As long as good care is taken in the design and construction of the tube and associated electronics, the resulting accuracy of the crystal oscillator frequency is very precise, accurate, and stable. Consequently a Cesium beam tube device is often called a "Primary Atomic Standard". In a telecommunications environment, a clock built using a cesium beam tube will provide an output whose frequency is very accurate, more accurate that 1 part in 10E11, the stratum-1 accuracy specification. Therefore, a Cesium clock can be used as a Primary Reference Source directly "out of the box" and does not need to be routinely calibrated or adjusted. However, when the reservoir of cesium empties, the tube must be replaced.
A Rubidium atomic clock uses a vapor cell method. Rubidium (the two isotopes, Rb-57 and Rb-55) is stored in a cell and heated so that the cell contains rubidium vapour and a "buffer gas" (an inert gas). The "interrogation" process involves detecting how much light, generated by a lamp using Rb-87, is absorbed by the cell as the cell is excited by a microwave frequency. As in the case of the cesium beam device, a servo loop maintains the crystal oscillator at the right frequency. However, the movement of the atoms (Doppler) and impact of buffer gas may introduce a small frequency offset. Most rubidium devices will have a frequency offset of less than 1 part in 10E9 directly "out of the box". Therefore, rubidium devices are often called "Secondary Atomic Standards".
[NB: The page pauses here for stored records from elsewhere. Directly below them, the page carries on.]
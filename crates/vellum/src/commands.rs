//! CLI command implementations.

pub mod admin;
pub mod build;
pub mod dev;
pub mod init;
pub mod serve;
However, they are very, very, stable and so if they can be "calibrated" or "disciplined" using a known good reference (traceable to a primary reference source), they create wonderful telecommunications clocks. Rubidium fits the mold of "Type II" (ITU-T Rec. G.812) or "stratum-2" or "stratum-2E". They are excellent holdover oscillators because of their stability. Even if the PRS-traceable reference goes away, they will maintain stratum-1 accuracy for weeks! The excellent stability also allows the clock to act as a very narrow-band filtering clock. Filter time constants of the order of days can be implemented if the oscillator is a rubidium because of the stability. Therefore it can filter out essentially all accumulated wander on the reference. In contrast, quartz oscillators, even expensive ones, will provide stratum-1 quality holdover only for a few hours. Rubidium devices also act as excellent firewalls. A rubidium oscillator cannot be made to change its frequency by very much, typically 1 part in 10E8 offset from absolute truth, and therefore cannot be steered very wrong in the event of a reference going "rogue". The equivalent limit for quartz is about 1 part in 10E6.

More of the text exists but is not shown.